Could you count the lines in the entries beneath that hold the word "LexingFSM"? Respond with the number alone.
--- PROVIDED DATA ---
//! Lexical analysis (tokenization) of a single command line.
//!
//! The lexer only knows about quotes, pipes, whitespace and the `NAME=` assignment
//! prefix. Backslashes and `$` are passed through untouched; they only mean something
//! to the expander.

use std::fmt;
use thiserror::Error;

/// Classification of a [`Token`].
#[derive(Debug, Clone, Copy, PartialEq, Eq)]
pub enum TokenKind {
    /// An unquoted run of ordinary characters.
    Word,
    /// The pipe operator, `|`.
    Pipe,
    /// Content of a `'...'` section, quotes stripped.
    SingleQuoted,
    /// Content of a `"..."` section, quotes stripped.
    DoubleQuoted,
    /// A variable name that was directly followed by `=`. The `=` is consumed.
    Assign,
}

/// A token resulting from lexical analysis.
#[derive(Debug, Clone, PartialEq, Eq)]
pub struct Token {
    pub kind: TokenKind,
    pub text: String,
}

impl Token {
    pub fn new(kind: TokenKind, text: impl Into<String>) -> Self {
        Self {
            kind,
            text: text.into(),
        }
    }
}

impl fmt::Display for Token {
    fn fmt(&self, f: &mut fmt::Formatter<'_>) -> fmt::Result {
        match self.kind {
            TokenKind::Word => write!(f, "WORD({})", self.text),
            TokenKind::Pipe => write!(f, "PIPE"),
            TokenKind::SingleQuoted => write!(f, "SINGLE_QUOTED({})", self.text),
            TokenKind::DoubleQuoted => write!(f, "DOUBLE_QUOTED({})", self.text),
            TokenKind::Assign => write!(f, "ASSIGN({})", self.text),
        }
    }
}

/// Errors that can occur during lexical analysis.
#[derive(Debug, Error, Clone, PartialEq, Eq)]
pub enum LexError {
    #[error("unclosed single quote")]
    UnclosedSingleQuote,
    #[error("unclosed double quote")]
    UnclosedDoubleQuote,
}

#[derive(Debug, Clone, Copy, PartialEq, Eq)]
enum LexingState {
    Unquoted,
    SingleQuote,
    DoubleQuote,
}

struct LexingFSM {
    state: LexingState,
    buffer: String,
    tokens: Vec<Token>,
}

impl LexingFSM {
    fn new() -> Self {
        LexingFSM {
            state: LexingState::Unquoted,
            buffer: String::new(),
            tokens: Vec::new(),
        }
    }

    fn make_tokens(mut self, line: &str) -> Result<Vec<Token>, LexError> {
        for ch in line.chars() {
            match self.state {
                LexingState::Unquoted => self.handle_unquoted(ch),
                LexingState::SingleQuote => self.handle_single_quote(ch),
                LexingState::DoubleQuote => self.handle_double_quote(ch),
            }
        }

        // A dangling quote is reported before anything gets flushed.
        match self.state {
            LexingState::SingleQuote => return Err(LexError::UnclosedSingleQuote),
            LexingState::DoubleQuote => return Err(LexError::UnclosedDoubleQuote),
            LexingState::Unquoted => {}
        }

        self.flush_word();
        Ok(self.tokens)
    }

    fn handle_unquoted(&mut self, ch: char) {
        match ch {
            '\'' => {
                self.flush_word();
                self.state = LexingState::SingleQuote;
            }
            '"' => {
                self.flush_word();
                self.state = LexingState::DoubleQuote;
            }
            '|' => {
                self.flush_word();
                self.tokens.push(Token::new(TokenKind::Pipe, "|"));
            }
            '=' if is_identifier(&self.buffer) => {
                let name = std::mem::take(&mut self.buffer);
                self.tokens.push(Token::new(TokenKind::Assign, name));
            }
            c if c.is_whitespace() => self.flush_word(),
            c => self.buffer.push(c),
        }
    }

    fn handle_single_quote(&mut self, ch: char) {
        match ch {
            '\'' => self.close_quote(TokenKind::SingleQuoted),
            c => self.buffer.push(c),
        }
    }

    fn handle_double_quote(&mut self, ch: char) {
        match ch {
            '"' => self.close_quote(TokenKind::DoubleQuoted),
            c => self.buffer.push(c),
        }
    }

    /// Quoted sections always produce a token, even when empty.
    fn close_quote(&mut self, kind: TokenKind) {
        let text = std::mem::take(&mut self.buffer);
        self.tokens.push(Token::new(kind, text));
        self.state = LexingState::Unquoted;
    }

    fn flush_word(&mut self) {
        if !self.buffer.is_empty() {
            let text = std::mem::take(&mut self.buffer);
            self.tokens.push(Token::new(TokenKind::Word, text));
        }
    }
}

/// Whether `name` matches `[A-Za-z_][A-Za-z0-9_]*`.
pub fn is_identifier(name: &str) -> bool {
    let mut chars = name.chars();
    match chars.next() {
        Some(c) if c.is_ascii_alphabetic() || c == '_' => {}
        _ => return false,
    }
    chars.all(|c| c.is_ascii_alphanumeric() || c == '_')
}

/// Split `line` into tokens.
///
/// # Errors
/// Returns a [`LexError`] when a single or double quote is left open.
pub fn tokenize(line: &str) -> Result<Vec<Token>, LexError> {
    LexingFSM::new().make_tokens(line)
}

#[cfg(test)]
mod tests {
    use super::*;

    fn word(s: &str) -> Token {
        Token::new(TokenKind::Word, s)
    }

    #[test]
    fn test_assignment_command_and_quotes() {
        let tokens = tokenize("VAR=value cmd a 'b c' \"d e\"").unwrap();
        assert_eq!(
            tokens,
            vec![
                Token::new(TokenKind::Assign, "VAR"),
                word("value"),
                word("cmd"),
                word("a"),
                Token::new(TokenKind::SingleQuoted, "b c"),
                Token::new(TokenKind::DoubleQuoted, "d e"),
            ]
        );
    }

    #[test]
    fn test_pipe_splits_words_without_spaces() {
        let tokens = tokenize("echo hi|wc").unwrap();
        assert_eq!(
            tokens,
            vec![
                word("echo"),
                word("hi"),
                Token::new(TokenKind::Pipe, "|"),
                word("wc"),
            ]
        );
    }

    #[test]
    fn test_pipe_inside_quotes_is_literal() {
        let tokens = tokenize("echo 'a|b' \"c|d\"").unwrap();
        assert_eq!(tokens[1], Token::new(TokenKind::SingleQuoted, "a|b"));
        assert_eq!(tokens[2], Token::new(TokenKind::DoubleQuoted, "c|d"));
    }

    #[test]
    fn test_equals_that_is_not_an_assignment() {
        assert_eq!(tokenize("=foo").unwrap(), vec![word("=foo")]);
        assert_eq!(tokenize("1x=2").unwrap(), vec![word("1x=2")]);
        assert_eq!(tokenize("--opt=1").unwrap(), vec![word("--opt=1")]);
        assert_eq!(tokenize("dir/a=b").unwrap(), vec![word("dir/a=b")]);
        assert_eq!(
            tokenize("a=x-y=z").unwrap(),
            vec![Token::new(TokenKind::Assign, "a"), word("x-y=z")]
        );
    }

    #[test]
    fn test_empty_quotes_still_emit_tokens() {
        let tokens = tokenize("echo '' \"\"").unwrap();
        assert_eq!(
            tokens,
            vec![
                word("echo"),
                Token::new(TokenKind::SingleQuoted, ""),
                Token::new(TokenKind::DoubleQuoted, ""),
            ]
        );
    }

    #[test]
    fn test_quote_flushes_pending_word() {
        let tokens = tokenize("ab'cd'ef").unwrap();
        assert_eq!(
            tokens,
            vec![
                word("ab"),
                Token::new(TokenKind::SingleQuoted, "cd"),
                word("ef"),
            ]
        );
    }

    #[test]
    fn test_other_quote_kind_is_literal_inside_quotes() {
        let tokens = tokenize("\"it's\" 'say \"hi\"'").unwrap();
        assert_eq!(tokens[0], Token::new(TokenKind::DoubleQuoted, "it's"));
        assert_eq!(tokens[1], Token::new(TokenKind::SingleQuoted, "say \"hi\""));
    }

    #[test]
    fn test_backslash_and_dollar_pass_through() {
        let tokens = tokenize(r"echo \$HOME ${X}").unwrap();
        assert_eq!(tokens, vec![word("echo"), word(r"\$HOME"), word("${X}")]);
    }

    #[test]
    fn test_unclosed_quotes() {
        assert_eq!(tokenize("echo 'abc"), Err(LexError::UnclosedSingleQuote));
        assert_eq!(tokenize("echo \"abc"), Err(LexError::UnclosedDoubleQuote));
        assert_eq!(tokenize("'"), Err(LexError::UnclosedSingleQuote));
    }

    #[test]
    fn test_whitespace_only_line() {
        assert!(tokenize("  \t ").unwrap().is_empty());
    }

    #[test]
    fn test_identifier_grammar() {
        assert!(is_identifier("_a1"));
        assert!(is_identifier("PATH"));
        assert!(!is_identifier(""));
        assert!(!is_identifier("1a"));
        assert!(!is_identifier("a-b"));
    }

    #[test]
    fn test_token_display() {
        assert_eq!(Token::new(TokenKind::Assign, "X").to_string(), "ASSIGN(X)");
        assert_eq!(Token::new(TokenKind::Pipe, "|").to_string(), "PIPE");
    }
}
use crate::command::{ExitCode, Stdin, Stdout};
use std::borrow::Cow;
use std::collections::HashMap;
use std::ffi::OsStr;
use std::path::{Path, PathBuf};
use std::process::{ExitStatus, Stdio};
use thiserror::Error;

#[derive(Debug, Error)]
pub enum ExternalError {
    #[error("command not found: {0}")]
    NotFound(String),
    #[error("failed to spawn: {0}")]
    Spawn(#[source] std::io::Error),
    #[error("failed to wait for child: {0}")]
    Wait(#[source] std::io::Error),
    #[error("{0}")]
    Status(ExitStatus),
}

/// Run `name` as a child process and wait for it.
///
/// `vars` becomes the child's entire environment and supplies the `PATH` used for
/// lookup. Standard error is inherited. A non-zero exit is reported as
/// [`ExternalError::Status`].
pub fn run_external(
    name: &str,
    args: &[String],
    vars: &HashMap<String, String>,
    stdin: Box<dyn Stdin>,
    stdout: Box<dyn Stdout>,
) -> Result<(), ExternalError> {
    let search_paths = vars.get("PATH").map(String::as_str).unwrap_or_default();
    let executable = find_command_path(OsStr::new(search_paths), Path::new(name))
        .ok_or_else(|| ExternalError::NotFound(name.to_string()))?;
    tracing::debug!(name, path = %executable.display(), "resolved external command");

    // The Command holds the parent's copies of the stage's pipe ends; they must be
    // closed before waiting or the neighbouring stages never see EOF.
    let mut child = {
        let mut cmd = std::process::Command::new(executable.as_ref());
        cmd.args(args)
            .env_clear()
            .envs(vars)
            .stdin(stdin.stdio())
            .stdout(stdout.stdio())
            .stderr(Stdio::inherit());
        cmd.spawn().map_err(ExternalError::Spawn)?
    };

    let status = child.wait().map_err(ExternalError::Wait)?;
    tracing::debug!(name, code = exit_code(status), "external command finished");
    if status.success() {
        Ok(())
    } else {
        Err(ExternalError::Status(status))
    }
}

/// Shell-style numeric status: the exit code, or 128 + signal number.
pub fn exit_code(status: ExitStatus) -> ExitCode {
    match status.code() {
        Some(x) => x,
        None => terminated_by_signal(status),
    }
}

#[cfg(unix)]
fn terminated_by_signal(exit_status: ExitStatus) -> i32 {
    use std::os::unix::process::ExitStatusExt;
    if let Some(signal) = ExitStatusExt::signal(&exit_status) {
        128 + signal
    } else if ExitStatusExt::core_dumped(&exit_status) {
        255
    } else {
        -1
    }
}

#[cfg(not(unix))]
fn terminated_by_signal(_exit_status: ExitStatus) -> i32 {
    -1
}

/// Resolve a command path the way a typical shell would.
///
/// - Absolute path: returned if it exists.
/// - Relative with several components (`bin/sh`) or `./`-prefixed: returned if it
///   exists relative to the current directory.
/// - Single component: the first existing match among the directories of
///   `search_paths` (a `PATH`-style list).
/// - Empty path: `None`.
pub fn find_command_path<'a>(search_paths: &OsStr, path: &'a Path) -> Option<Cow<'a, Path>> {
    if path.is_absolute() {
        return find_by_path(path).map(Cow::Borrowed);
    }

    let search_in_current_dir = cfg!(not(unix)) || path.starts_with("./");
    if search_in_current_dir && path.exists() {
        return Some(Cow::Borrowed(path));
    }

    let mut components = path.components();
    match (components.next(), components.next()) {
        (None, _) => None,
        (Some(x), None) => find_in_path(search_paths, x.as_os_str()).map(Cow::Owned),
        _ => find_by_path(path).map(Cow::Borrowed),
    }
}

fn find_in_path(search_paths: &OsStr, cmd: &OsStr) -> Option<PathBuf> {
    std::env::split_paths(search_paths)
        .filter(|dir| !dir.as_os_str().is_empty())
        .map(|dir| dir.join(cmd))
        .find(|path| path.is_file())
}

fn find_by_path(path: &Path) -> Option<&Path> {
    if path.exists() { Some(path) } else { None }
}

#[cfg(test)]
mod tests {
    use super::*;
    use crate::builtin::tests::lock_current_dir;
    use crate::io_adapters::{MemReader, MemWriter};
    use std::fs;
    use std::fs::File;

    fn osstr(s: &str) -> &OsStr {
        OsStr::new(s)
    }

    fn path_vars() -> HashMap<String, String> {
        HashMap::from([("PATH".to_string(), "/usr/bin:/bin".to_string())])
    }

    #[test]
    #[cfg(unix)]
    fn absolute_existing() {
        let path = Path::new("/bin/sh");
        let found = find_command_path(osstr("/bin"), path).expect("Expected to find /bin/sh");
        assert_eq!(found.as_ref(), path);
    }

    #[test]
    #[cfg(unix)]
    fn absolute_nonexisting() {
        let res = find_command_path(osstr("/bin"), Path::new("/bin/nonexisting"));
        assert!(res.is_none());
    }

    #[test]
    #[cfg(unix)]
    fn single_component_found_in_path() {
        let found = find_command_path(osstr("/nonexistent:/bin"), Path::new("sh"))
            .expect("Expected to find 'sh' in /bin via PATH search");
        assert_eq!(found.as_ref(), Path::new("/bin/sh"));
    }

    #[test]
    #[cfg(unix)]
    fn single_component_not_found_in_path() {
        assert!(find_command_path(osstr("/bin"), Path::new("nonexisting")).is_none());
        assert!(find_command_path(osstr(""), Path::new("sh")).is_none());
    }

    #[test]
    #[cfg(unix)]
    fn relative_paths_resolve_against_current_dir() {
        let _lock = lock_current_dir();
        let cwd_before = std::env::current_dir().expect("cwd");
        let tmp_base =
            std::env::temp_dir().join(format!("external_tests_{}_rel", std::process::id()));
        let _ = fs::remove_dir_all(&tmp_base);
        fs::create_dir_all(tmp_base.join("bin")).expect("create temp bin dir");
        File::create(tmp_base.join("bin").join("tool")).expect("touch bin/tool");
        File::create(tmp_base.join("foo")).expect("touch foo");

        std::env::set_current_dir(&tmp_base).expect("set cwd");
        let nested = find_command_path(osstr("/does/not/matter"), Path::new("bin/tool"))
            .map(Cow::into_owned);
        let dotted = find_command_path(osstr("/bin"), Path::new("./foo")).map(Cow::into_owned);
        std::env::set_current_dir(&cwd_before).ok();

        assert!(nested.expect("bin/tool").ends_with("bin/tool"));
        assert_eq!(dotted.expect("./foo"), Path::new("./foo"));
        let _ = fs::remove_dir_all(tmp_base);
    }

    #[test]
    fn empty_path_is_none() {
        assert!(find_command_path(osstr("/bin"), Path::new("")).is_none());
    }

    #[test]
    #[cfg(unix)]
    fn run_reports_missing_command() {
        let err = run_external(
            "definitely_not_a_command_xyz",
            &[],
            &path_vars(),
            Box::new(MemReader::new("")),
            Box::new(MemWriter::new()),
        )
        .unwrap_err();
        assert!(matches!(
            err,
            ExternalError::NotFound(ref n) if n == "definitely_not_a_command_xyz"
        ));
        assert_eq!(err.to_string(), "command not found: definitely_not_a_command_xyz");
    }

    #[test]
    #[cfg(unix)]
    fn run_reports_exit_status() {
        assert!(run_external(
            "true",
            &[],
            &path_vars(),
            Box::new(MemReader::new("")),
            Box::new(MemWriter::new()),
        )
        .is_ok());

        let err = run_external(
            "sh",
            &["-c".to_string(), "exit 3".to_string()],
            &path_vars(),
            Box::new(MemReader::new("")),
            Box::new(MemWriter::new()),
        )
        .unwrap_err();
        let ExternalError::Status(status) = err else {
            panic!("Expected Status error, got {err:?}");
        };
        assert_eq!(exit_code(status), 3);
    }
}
---
= OUTPUT OF THE TASK =
4